I kept the seasoning simple by using Zatarain’s Creole seasoning blend, plus a couple extra herbs and spices for more oomph. If you can’t find Zatarain’s where you’re at, look for other Cajun or Creole seasoning blends like Tony Chachere’s, or use a recipe like Emeril’s to make your own. If you make your own, just be aware that the store bought blends contain a decent amount of salt and you’ll need to add salt to your beans after cooking to compensate.

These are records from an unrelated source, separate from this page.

//! cli::args
//!
//! Command-line argument definitions using clap derive.
//!
//! # Global Flags
//!
//! These flags are available on all commands:
//! - `--help` / `-h`: Show help
//! - `--version`: Show version
//! - `--cwd <path>`: Use this directory as the project root
//! - `--debug`: Enable debug logging
//! - `--quiet` / `-q`: Minimal output

use clap::{Parser, Subcommand, ValueEnum};
use std::path::PathBuf;

/// Pyxis - git merge and a sandboxed Node-style runtime for a project tree
#[derive(Parser, Debug)]
#[command(name = "pyx")]
#[command(author, version, about, long_about = None)]
pub struct Cli {
    /// Project root (defaults to the current directory)
    #[arg(long, global = true)]
    pub cwd: Option<PathBuf>,

    /// Enable debug logging
    #[arg(long, global = true)]
    pub debug: bool,

    /// Minimal output: only results and errors
    #[arg(short, long, global = true)]
    pub quiet: bool,

    #[command(subcommand)]
    pub command: Command,
}

impl Cli {
    /// Parse command-line arguments.
    pub fn parse_args() -> Self {
        Parser::parse()
    }
}

/// Available commands.
#[derive(Subcommand, Debug)]
pub enum Command {
    /// Join another branch into the current branch
    #[command(
        name = "merge",
        long_about = "Join another branch into the current branch.\n\n\
            Fast-forwards when the current branch is an ancestor of the target \
            (unless --no-ff is given), otherwise creates a merge commit and updates \
            the working tree to the merged result.\n\n\
            The merge is refused when tracked files have local changes. Conflicts \
            are reported with the conflicting paths; they are never resolved \
            automatically and nothing is modified.",
        after_help = "\
WORKFLOW EXAMPLES:
    # Bring a feature branch into the current branch
    pyx merge feature

    # Always record a merge commit
    pyx merge feature --no-ff -m \"Merge feature work\"

    # Give up on an in-progress merge
    pyx merge --abort"
    )]
    Merge {
        /// Branch to merge into the current branch
        #[arg(required_unless_present = "abort")]
        branch: Option<String>,

        /// Create a merge commit even when a fast-forward is possible
        #[arg(long)]
        no_ff: bool,

        /// Merge commit message
        #[arg(short, long)]
        message: Option<String>,

        /// Abort the in-progress merge and reset to HEAD
        #[arg(long, conflicts_with_all = ["branch", "no_ff", "message"])]
        abort: bool,
    },

    /// Execute a project file as a Node-style module
    #[command(
        name = "run",
        long_about = "Execute a project file as a Node-style module.\n\n\
            The file runs on the embedded interpreter with require, module, \
            exports, process, Buffer, console and timers. Built-in fs, path, os \
            and util are emulated against the project directory; packages not \
            found under node_modules are fetched from a CDN unless disabled in \
            the configuration.",
        after_help = "\
WORKFLOW EXAMPLES:
    # Run a build script
    pyx run scripts/build.js

    # Run with resolution and CDN traffic logged
    pyx --debug run index.js"
    )]
    Run {
        /// File to execute, relative to the project root
        file: String,
    },

    /// Execute inline source text
    #[command(name = "eval")]
    Eval {
        /// Source to execute as the module <root>/script.js
        code: String,
    },

    /// Generate shell completion scripts
    #[command(
        name = "completion",
        after_help = "\
INSTALLATION:
    # Bash (add to ~/.bashrc)
    eval \"$(pyx completion bash)\"

    # Zsh (add to ~/.zshrc)
    eval \"$(pyx completion zsh)\"

    # Fish
    pyx completion fish > ~/.config/fish/completions/pyx.fish

    # PowerShell
    pyx completion powershell >> $PROFILE"
    )]
    Completion {
        /// Shell to generate completions for
        #[arg(value_enum)]
        shell: Shell,
    },
}

/// Shells supported by `pyx completion`.
#[derive(ValueEnum, Clone, Copy, Debug, PartialEq, Eq)]
pub enum Shell {
    Bash,
    Zsh,
    Fish,
    #[value(name = "powershell")]
    PowerShell,
}

#[cfg(test)]
mod tests {
    use super::*;
    use clap::CommandFactory;

    #[test]
    fn definition_is_consistent() {
        Cli::command().debug_assert();
    }

    #[test]
    fn merge_arguments() {
        let cli = Cli::try_parse_from(["pyx", "merge", "feature", "--no-ff", "-m", "msg"]).unwrap();
        match cli.command {
            Command::Merge {
                branch,
                no_ff,
                message,
                abort,
            } => {
                assert_eq!(branch.as_deref(), Some("feature"));
                assert!(no_ff);
                assert_eq!(message.as_deref(), Some("msg"));
                assert!(!abort);
            }
            other => panic!("unexpected command: {other:?}"),
        }
    }

    #[test]
    fn merge_needs_a_branch_or_abort() {
        assert!(Cli::try_parse_from(["pyx", "merge"]).is_err());
        assert!(Cli::try_parse_from(["pyx", "merge", "--abort"]).is_ok());
        assert!(Cli::try_parse_from(["pyx", "merge", "x", "--abort"]).is_err());
    }

    #[test]
    fn global_flags_after_the_subcommand() {
        let cli = Cli::try_parse_from(["pyx", "run", "a.js", "--cwd", "/tmp/p", "--debug"]).unwrap();
        assert_eq!(cli.cwd, Some(PathBuf::from("/tmp/p")));
        assert!(cli.debug);
    }
}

How to Serve The White Beans and Chicken

The recipe and price break down below is just for the Creole White Beans with Chicken. In Louisiana we put everything over rice, but this could actually just be eaten like a bowl of chili (sans rice) if you wanted. Think of it like a Creole White Bean Chicken Chili. Yeah!

Freeze the Leftovers

This recipe makes a huge batch, so you’ll probably want to freeze about half of it. To freeze this dish make sure to divide it into smaller portions after cooking so it cools quickly in the fridge. I usually let it cool completely in the refrigerator overnight. Once cooled, transfer as many portions as you’d like to the freezer, where they’ll stay good for about three months. I like to use blue-top Ziploc food storage containers, but zip top freezer bags also work great.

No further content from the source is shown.